[Stored items]
◆ ◆ ◆ ◆

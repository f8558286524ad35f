//! PNG slide rendering.
//!
//! Slides are laid out as blocks: a title band, one marker and text bar
//! per bullet, and the optional side panel. Spoken text reaches viewers
//! through the narration and the WebVTT captions. Pixel work runs on the
//! blocking pool.

use std::path::{Path, PathBuf};

use async_trait::async_trait;
use image::{imageops, Rgb, RgbImage};

use crate::collaborators::{ImageAsset, JobContext, SlideLayout, SlideRenderer, SlideSpec};
use crate::error::StageError;

pub const SLIDE_WIDTH: u32 = 1280;
pub const SLIDE_HEIGHT: u32 = 720;

const BACKGROUND: Rgb<u8> = Rgb([246, 247, 250]);
const TITLE_BAND: Rgb<u8> = Rgb([32, 45, 74]);
const TITLE_TEXT: Rgb<u8> = Rgb([235, 239, 247]);
const BULLET_MARK: Rgb<u8> = Rgb([236, 112, 64]);
const BULLET_TEXT: Rgb<u8> = Rgb([92, 102, 122]);

const MARGIN: u32 = 60;
const TITLE_BAND_HEIGHT: u32 = 120;
const PANEL_SIZE: u32 = 440;
/// Pixels of bar per character of text.
const CHAR_WIDTH: u32 = 14;

/// Fill an axis-aligned rectangle, clipped to the image bounds.
pub(crate) fn fill_rect(img: &mut RgbImage, x: u32, y: u32, w: u32, h: u32, color: Rgb<u8>) {
    let x_end = x.saturating_add(w).min(img.width());
    let y_end = y.saturating_add(h).min(img.height());
    for py in y.min(y_end)..y_end {
        for px in x.min(x_end)..x_end {
            img.put_pixel(px, py, color);
        }
    }
}

/// Encode `img` as PNG at `path` on the blocking pool.
pub(crate) async fn save_png(img: RgbImage, path: PathBuf) -> Result<(), StageError> {
    tokio::task::spawn_blocking(move || img.save(&path))
        .await
        .map_err(|e| StageError::Panicked(e.to_string()))??;
    Ok(())
}

fn text_bar_width(text: &str, max: u32) -> u32 {
    let chars = text.chars().count().max(1) as u32;
    chars.saturating_mul(CHAR_WIDTH).min(max)
}

/// Draw a slide onto a fresh canvas. `panel` is composited on the left
/// for [`SlideLayout::LeftImageRightText`].
pub fn draw_slide(slide: &SlideSpec, panel: Option<&RgbImage>) -> RgbImage {
    let mut img = RgbImage::from_pixel(SLIDE_WIDTH, SLIDE_HEIGHT, BACKGROUND);

    fill_rect(&mut img, 0, 0, SLIDE_WIDTH, TITLE_BAND_HEIGHT, TITLE_BAND);
    let title_max = SLIDE_WIDTH - 2 * MARGIN;
    fill_rect(
        &mut img,
        MARGIN,
        TITLE_BAND_HEIGHT / 2 - 14,
        text_bar_width(&slide.title, title_max),
        28,
        TITLE_TEXT,
    );

    let mut text_left = MARGIN;
    if let (SlideLayout::LeftImageRightText, Some(panel)) = (slide.layout, panel) {
        let scaled = imageops::resize(panel, PANEL_SIZE, PANEL_SIZE, imageops::FilterType::Triangle);
        imageops::overlay(&mut img, &scaled, i64::from(MARGIN), i64::from(TITLE_BAND_HEIGHT + 60));
        text_left = MARGIN + PANEL_SIZE + MARGIN;
    }

    let text_max = SLIDE_WIDTH - text_left - MARGIN - 40;
    let mut y = TITLE_BAND_HEIGHT + 80;
    for bullet in &slide.bullets {
        if y + 40 > SLIDE_HEIGHT - MARGIN {
            break;
        }
        fill_rect(&mut img, text_left, y + 6, 16, 16, BULLET_MARK);
        fill_rect(&mut img, text_left + 40, y, text_bar_width(bullet, text_max), 28, BULLET_TEXT);
        y += 70;
    }

    img
}

/// Renders slides as 1280x720 PNG files under the job's `slides/` dir.
#[derive(Debug, Default)]
pub struct PngSlideRenderer;

async fn load_panel(path: &Path) -> Result<RgbImage, StageError> {
    let path = path.to_path_buf();
    let panel = tokio::task::spawn_blocking(move || image::open(path))
        .await
        .map_err(|e| StageError::Panicked(e.to_string()))??;
    Ok(panel.to_rgb8())
}

#[async_trait]
impl SlideRenderer for PngSlideRenderer {
    async fn render(
        &self,
        ctx: &JobContext,
        slide: &SlideSpec,
        panel: Option<&ImageAsset>,
    ) -> Result<ImageAsset, StageError> {
        let dir = ctx.slides_dir();
        ctx.ensure_dir(&dir).await?;

        let panel = match panel {
            Some(asset) => Some(load_panel(&asset.path).await?),
            None => None,
        };

        let path = dir.join(format!("slide_{:02}.png", slide.index));
        let slide = slide.clone();
        let img = tokio::task::spawn_blocking(move || draw_slide(&slide, panel.as_ref()))
            .await
            .map_err(|e| StageError::Panicked(e.to_string()))?;

        save_png(img, path.clone()).await?;
        Ok(ImageAsset {
            path,
            width: SLIDE_WIDTH,
            height: SLIDE_HEIGHT,
        })
    }
}

#[cfg(test)]
mod tests {
    use super::*;

    fn slide(layout: SlideLayout) -> SlideSpec {
        SlideSpec {
            index: 3,
            title: "Attention Is All You Need: Results".into(),
            bullets: vec!["Main Result".into(), "Ablations".into()],
            chart: None,
            layout,
            narration: String::new(),
        }
    }

    #[test]
    fn draws_title_band_and_bullets() {
        let img = draw_slide(&slide(SlideLayout::TextBullets), None);
        assert_eq!(img.dimensions(), (SLIDE_WIDTH, SLIDE_HEIGHT));
        assert_eq!(*img.get_pixel(5, 5), TITLE_BAND);
        assert_eq!(*img.get_pixel(MARGIN + 2, TITLE_BAND_HEIGHT / 2), TITLE_TEXT);
        assert_eq!(*img.get_pixel(MARGIN + 4, TITLE_BAND_HEIGHT + 90), BULLET_MARK);
        assert_eq!(*img.get_pixel(SLIDE_WIDTH - 5, SLIDE_HEIGHT - 5), BACKGROUND);
    }

    #[test]
    fn panel_shifts_text_right() {
        let panel = RgbImage::from_pixel(100, 100, Rgb([10, 200, 10]));
        let img = draw_slide(&slide(SlideLayout::LeftImageRightText), Some(&panel));
        assert_eq!(
            *img.get_pixel(MARGIN + 10, TITLE_BAND_HEIGHT + 70),
            Rgb([10, 200, 10])
        );
        let text_left = MARGIN + PANEL_SIZE + MARGIN;
        assert_eq!(*img.get_pixel(text_left + 4, TITLE_BAND_HEIGHT + 90), BULLET_MARK);
    }

    #[test]
    fn fill_rect_clips_to_bounds() {
        let mut img = RgbImage::new(10, 10);
        fill_rect(&mut img, 8, 8, 50, 50, Rgb([1, 2, 3]));
        assert_eq!(*img.get_pixel(9, 9), Rgb([1, 2, 3]));
        fill_rect(&mut img, 20, 20, 5, 5, Rgb([9, 9, 9]));
    }

    #[tokio::test]
    async fn renders_png_into_job_dir() {
        let tmp = tempfile::tempdir().unwrap();
        let ctx = JobContext::new(
            slidecast_core::types::JobId::new(),
            tmp.path(),
            tokio_util::sync::CancellationToken::new(),
        );
        let asset = PngSlideRenderer
            .render(&ctx, &slide(SlideLayout::TextBullets), None)
            .await
            .unwrap();
        assert!(asset.path.ends_with("slides/slide_03.png"));
        let decoded = image::open(&asset.path).unwrap();
        assert_eq!(decoded.width(), SLIDE_WIDTH);
    }
}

◆ ◆ ◆ ◆

How to complete this task: Please copy every line in the entries where "narration" appears.

Output for this task:
//! through the narration and the WebVTT captions. Pixel work runs on the
            narration: String::new(),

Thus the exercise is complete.